BEGIN

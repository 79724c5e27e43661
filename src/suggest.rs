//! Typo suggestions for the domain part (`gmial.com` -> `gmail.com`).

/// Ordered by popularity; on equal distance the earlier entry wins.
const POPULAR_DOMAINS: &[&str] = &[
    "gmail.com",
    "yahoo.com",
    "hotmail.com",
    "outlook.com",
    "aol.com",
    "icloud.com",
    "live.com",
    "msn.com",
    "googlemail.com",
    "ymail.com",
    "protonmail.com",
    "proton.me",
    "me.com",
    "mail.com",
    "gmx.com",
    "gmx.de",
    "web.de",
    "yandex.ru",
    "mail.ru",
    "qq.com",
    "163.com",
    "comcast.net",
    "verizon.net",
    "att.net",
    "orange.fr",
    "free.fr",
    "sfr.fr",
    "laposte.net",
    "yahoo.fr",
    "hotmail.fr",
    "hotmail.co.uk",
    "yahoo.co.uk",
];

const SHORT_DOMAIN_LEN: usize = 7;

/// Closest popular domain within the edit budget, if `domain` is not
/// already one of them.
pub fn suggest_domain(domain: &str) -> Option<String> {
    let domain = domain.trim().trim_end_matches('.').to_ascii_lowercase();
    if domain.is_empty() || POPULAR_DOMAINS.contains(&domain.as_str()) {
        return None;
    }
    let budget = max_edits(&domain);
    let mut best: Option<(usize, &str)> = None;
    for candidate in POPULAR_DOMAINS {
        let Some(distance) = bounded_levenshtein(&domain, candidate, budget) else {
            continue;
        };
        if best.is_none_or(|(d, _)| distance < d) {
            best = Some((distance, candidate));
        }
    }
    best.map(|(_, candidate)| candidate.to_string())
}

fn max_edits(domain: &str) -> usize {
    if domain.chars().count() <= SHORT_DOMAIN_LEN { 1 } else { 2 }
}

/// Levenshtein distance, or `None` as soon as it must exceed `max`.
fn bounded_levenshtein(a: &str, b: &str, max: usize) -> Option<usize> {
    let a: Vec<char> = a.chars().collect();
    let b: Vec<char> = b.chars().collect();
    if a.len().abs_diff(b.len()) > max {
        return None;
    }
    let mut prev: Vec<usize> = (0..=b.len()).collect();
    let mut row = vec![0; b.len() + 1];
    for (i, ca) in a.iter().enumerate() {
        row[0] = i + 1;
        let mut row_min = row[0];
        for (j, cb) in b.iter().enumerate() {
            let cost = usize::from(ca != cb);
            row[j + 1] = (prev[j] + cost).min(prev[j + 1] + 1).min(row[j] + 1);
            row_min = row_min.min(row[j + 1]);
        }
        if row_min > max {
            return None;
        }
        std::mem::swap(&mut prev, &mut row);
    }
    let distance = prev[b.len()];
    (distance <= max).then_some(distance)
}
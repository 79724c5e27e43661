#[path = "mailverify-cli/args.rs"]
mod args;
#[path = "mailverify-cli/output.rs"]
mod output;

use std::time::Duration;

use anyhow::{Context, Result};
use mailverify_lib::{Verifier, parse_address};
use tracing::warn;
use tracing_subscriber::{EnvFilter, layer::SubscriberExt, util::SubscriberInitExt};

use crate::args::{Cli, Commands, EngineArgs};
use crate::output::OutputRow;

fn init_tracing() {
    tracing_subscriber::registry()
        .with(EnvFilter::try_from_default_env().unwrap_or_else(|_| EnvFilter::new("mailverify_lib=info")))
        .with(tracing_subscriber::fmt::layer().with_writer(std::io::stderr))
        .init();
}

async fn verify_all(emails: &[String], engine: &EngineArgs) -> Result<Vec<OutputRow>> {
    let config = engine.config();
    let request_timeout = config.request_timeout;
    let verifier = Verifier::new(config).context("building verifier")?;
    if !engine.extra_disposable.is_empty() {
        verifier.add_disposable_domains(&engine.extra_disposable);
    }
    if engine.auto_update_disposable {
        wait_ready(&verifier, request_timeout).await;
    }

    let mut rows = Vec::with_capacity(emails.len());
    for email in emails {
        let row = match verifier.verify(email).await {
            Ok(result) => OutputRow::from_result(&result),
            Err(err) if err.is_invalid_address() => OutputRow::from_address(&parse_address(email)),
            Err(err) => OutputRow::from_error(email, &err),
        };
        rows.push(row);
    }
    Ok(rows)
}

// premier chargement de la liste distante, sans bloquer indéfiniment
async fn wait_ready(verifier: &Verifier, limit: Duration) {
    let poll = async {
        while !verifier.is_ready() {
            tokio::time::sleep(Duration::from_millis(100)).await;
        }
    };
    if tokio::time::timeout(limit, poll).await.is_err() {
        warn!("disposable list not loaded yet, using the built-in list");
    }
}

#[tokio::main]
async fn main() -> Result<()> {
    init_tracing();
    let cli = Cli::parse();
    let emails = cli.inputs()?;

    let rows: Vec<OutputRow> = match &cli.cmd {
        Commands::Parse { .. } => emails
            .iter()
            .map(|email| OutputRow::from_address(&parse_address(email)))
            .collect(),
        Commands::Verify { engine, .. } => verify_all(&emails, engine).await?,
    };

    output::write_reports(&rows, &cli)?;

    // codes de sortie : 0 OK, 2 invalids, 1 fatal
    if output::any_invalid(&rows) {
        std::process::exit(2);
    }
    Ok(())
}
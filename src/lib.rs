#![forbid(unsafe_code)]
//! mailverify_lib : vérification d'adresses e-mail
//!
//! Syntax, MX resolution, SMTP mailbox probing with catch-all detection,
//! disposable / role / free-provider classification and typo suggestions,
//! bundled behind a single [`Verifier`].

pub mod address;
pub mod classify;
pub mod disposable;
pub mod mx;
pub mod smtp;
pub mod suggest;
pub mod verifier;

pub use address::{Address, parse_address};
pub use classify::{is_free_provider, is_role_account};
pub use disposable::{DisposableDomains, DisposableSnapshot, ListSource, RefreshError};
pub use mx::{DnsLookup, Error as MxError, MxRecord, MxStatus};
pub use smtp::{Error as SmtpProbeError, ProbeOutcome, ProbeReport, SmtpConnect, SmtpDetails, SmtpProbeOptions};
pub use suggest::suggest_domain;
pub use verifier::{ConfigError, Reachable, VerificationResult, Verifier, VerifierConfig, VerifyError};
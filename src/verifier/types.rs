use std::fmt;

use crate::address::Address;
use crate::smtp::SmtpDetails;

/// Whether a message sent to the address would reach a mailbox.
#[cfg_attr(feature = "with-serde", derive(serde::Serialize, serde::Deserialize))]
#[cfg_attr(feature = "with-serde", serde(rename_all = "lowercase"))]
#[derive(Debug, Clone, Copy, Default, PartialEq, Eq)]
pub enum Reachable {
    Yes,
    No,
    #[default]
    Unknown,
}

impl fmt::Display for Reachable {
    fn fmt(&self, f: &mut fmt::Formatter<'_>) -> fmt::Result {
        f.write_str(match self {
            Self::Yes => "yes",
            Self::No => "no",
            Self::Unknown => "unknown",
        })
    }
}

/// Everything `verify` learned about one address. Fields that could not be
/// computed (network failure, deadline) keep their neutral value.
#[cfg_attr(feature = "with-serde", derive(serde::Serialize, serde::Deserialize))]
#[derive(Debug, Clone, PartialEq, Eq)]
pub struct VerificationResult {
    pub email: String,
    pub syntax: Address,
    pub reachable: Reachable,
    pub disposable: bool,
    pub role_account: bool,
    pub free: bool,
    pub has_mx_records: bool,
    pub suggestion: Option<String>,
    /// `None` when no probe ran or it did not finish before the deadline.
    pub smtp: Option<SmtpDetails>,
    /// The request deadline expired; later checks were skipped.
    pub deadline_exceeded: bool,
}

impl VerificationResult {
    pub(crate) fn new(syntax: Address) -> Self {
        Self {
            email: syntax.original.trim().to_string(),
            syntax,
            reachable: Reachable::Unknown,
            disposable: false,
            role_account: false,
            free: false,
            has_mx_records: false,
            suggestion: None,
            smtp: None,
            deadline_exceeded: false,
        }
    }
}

END

Only lines containing the word "limit" matter here: count them in the entries and give the number, nothing else.

**RESPONSE AREA:** 2